Именно этот процесс, который, похоже, содержит схему преодоления любого душевного кризиса, блокируется вследствие использования какой-либо определенной по содержанию теории психики, что бы она ни гласила. Этим, если я не ошибаюсь, объясняется на удивление умеренное, доведенное до «нормального», душевно «дезинфицированное» настроение многих прошедших психоанализ пациентов, которых мне доводилось наблюдать. Я бы сказал, что они перемещаются в слишком тесном пространстве, ходят в слишком тесной обуви, к ним прилипло нечто от домашней атмосферы, в которой разыгрывается вся драма «исцеления» и в которую она просто-таки насильственно втягивается. Эти стесненные отношения приводят также к необходимости «сублимировать». Ведь к понятию сублимации здесь, без сомнения, примешивается нечто ей несвойственное, нечто от вытеснения в более утонченной, завуалированной форме. Она представляет собой «точку зрения Эдипа» на противоречия после того, как были учтены проекции на родителей.
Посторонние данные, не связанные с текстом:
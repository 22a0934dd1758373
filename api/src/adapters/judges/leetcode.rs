//! LeetCode adapter
//!
//! Uses the public GraphQL endpoint. A null `matchedUser` means the username
//! does not exist.

use async_trait::async_trait;
use reqwest::Client;
use serde::{Deserialize, Serialize};

use crate::domain::entities::{FetchedStats, Platform};
use crate::domain::ports::PlatformAdapter;
use crate::error::PlatformError;

const PROFILE_QUERY: &str = r#"
query userProfile($username: String!) {
  matchedUser(username: $username) {
    username
    submitStats: submitStatsGlobal {
      acSubmissionNum {
        difficulty
        count
      }
    }
    profile {
      ranking
    }
  }
  userContestRanking(username: $username) {
    attendedContestsCount
    rating
  }
}
"#;

/// LeetCode GraphQL client
pub struct LeetCodeAdapter {
    http: Client,
    base_url: String,
}

impl LeetCodeAdapter {
    pub fn new(http: Client, base_url: String) -> Self {
        Self {
            http,
            base_url: base_url.trim_end_matches('/').to_string(),
        }
    }
}

#[derive(Serialize)]
struct GraphQlRequest<'a> {
    query: &'a str,
    variables: Variables<'a>,
}

#[derive(Serialize)]
struct Variables<'a> {
    username: &'a str,
}

#[derive(Deserialize)]
struct GraphQlResponse {
    data: Option<ProfileData>,
}

#[derive(Deserialize)]
#[serde(rename_all = "camelCase")]
struct ProfileData {
    matched_user: Option<MatchedUser>,
    user_contest_ranking: Option<ContestRanking>,
}

#[derive(Deserialize)]
#[serde(rename_all = "camelCase")]
struct MatchedUser {
    submit_stats: Option<SubmitStats>,
    profile: Option<UserProfileInfo>,
}

#[derive(Deserialize)]
#[serde(rename_all = "camelCase")]
struct SubmitStats {
    #[serde(default)]
    ac_submission_num: Vec<DifficultyCount>,
}

#[derive(Deserialize)]
struct DifficultyCount {
    difficulty: String,
    count: i64,
}

#[derive(Deserialize)]
struct UserProfileInfo {
    ranking: Option<i64>,
}

#[derive(Deserialize)]
#[serde(rename_all = "camelCase")]
struct ContestRanking {
    attended_contests_count: Option<i64>,
    rating: Option<f64>,
}

#[async_trait]
impl PlatformAdapter for LeetCodeAdapter {
    fn platform(&self) -> Platform {
        Platform::Leetcode
    }

    async fn fetch_stats(&self, username: &str) -> Result<FetchedStats, PlatformError> {
        let platform = self.platform();
        let body = GraphQlRequest {
            query: PROFILE_QUERY,
            variables: Variables { username },
        };

        let response = self
            .http
            .post(format!("{}/graphql", self.base_url))
            .json(&body)
            .send()
            .await
            .map_err(|e| PlatformError::upstream(platform, e))?;

        let payload: GraphQlResponse =
            super::read_json(platform, username, response).await?;

        let data = payload
            .data
            .ok_or_else(|| PlatformError::not_found(platform, username))?;
        let user = data
            .matched_user
            .ok_or_else(|| PlatformError::not_found(platform, username))?;

        let solved_count = user
            .submit_stats
            .and_then(|s| {
                s.ac_submission_num
                    .into_iter()
                    .find(|d| d.difficulty.eq_ignore_ascii_case("all"))
            })
            .map(|d| d.count)
            .ok_or_else(|| PlatformError::not_found(platform, username))?;

        let contest = data.user_contest_ranking;

        Ok(FetchedStats {
            solved_count,
            rank: user.profile.and_then(|p| p.ranking),
            rank_title: None,
            rating: contest.as_ref().and_then(|c| c.rating),
            contests_participated: contest.and_then(|c| c.attended_contests_count),
        })
    }
}
//! Contest listing adapters
//!
//! Implementations of `ContestSource` for upstream contest aggregators.

pub mod codeforces;
pub mod kontests;

pub use codeforces::CodeforcesContestSource;
pub use kontests::KontestsContestSource;
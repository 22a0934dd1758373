use sea_orm::entity::prelude::*;

#[derive(Clone, Debug, PartialEq, DeriveEntityModel)]
#[sea_orm(table_name = "platform_stats")]
pub struct Model {
    #[sea_orm(primary_key, auto_increment = false)]
    pub user_id: Uuid,
    #[sea_orm(primary_key, auto_increment = false)]
    pub platform: String,
    pub solved_count: i64,
    pub rank: Option<i64>,
    pub rank_title: Option<String>,
    pub rating: Option<f64>,
    pub contests_participated: Option<i64>,
    pub last_synced_at: DateTimeWithTimeZone,
}

#[derive(Copy, Clone, Debug, EnumIter, DeriveRelation)]
pub enum Relation {
    #[sea_orm(
        belongs_to = "super::profiles::Entity",
        from = "Column::UserId",
        to = "super::profiles::Column::Id",
        on_update = "NoAction",
        on_delete = "Cascade"
    )]
    Profiles,
}

impl Related<super::profiles::Entity> for Entity {
    fn to() -> RelationDef {
        Relation::Profiles.def()
    }
}

impl ActiveModelBehavior for ActiveModel {}
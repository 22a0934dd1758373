//! Judge platform domain entities
//!
//! Identities link a profile to an account on an external judge; stats are the
//! normalized numbers pulled from that judge on the last successful sync.

use chrono::{DateTime, Utc};
use serde::{Deserialize, Serialize};

/// Supported coding-judge platforms
#[derive(Debug, Clone, Copy, PartialEq, Eq, Hash, PartialOrd, Ord, Serialize, Deserialize)]
#[serde(rename_all = "lowercase")]
pub enum Platform {
    Leetcode,
    Codeforces,
    Hackerrank,
}

impl Platform {
    pub const ALL: [Platform; 3] = [Platform::Leetcode, Platform::Codeforces, Platform::Hackerrank];

    /// Human-readable platform name
    pub fn display_name(&self) -> &'static str {
        match self {
            Platform::Leetcode => "LeetCode",
            Platform::Codeforces => "Codeforces",
            Platform::Hackerrank => "HackerRank",
        }
    }
}

impl std::fmt::Display for Platform {
    fn fmt(&self, f: &mut std::fmt::Formatter<'_>) -> std::fmt::Result {
        match self {
            Platform::Leetcode => write!(f, "leetcode"),
            Platform::Codeforces => write!(f, "codeforces"),
            Platform::Hackerrank => write!(f, "hackerrank"),
        }
    }
}

impl std::str::FromStr for Platform {
    type Err = String;

    fn from_str(s: &str) -> Result<Self, Self::Err> {
        match s.trim().to_lowercase().as_str() {
            "leetcode" => Ok(Platform::Leetcode),
            "codeforces" => Ok(Platform::Codeforces),
            "hackerrank" => Ok(Platform::Hackerrank),
            _ => Err(format!("Unknown platform: {}", s)),
        }
    }
}

/// A profile's account on one judge platform
#[derive(Debug, Clone, PartialEq, Eq, Serialize, Deserialize)]
pub struct PlatformIdentity {
    pub platform: Platform,
    pub external_username: String,
}

impl PlatformIdentity {
    pub fn new(platform: Platform, external_username: impl Into<String>) -> Self {
        Self {
            platform,
            external_username: external_username.into(),
        }
    }

    /// Identities with a blank username are skipped by sync
    pub fn is_configured(&self) -> bool {
        !self.external_username.trim().is_empty()
    }
}

/// Normalized result of a single adapter call.
///
/// Fields a judge does not expose stay `None`; a solved count of zero is a real
/// value and never means "unknown".
#[derive(Debug, Clone, Default, PartialEq, Serialize, Deserialize)]
pub struct FetchedStats {
    pub solved_count: i64,
    /// Numeric global position (e.g. LeetCode ranking)
    pub rank: Option<i64>,
    /// Textual rank (e.g. Codeforces "expert")
    pub rank_title: Option<String>,
    pub rating: Option<f64>,
    pub contests_participated: Option<i64>,
}

impl FetchedStats {
    pub fn solved(solved_count: i64) -> Self {
        Self {
            solved_count,
            ..Default::default()
        }
    }

    /// Stamp the result into a stats record for persistence
    pub fn into_stats(self, platform: Platform, synced_at: DateTime<Utc>) -> PlatformStats {
        PlatformStats {
            platform,
            solved_count: self.solved_count,
            rank: self.rank,
            rank_title: self.rank_title,
            rating: self.rating,
            contests_participated: self.contests_participated,
            last_synced_at: synced_at,
        }
    }
}

/// Stats for one platform as of its last successful sync
#[derive(Debug, Clone, PartialEq, Serialize, Deserialize)]
pub struct PlatformStats {
    pub platform: Platform,
    pub solved_count: i64,
    pub rank: Option<i64>,
    pub rank_title: Option<String>,
    pub rating: Option<f64>,
    pub contests_participated: Option<i64>,
    pub last_synced_at: DateTime<Utc>,
}
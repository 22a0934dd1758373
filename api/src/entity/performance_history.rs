use sea_orm::entity::prelude::*;

#[derive(Clone, Debug, PartialEq, DeriveEntityModel, Eq)]
#[sea_orm(table_name = "performance_history")]
pub struct Model {
    #[sea_orm(primary_key, auto_increment = false)]
    pub user_id: Uuid,
    #[sea_orm(primary_key, auto_increment = false)]
    pub date: Date,
    pub solved_count: i64,
    pub recorded_at: DateTimeWithTimeZone,
}

#[derive(Copy, Clone, Debug, EnumIter, DeriveRelation)]
pub enum Relation {
    #[sea_orm(
        belongs_to = "super::profiles::Entity",
        from = "Column::UserId",
        to = "super::profiles::Column::Id",
        on_update = "NoAction",
        on_delete = "Cascade"
    )]
    Profiles,
}

impl Related<super::profiles::Entity> for Entity {
    fn to() -> RelationDef {
        Relation::Profiles.def()
    }
}

impl ActiveModelBehavior for ActiveModel {}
Пары противоположностей по-прежнему не разбалансированы, очевидно, потому, что – говоря глубокими словами китайской мудрости – нечто сжали, не дав ему перед этим возможности достаточно растянуться
[112]. «Растянуть» означает здесь держаться открытым относительно противоречивости собственной спонтанной душевной жизни. Для этого, однако, надо проявить мужество, видя, что жизнь так называемого бессознательного нельзя оценивать лишь как незначительную, запутанную разновидность работы «сознания», то есть следует относиться к ней не только противоречиво в смысле оценки, но и со своей стороны, нося противоречие в самом себе, даже если форма этого весьма отлична от сознательной схемы апперцепции
[113]. Но только так, как мне кажется, имеет смысл связывать сферу мифа с личной психологией: мир мифа как оформленную в образе бесконечность мира, где имеют место не только те умеренные настроения, в которых человек, прошедший психоанализ, может благодарно извести свой психический минимум существования: здесь счастье живет рядом с опасностью, а гениальность рядом с безумием, но зато веет ветром индивидуальной свободы, которая означает тут связанность с внутренним законом.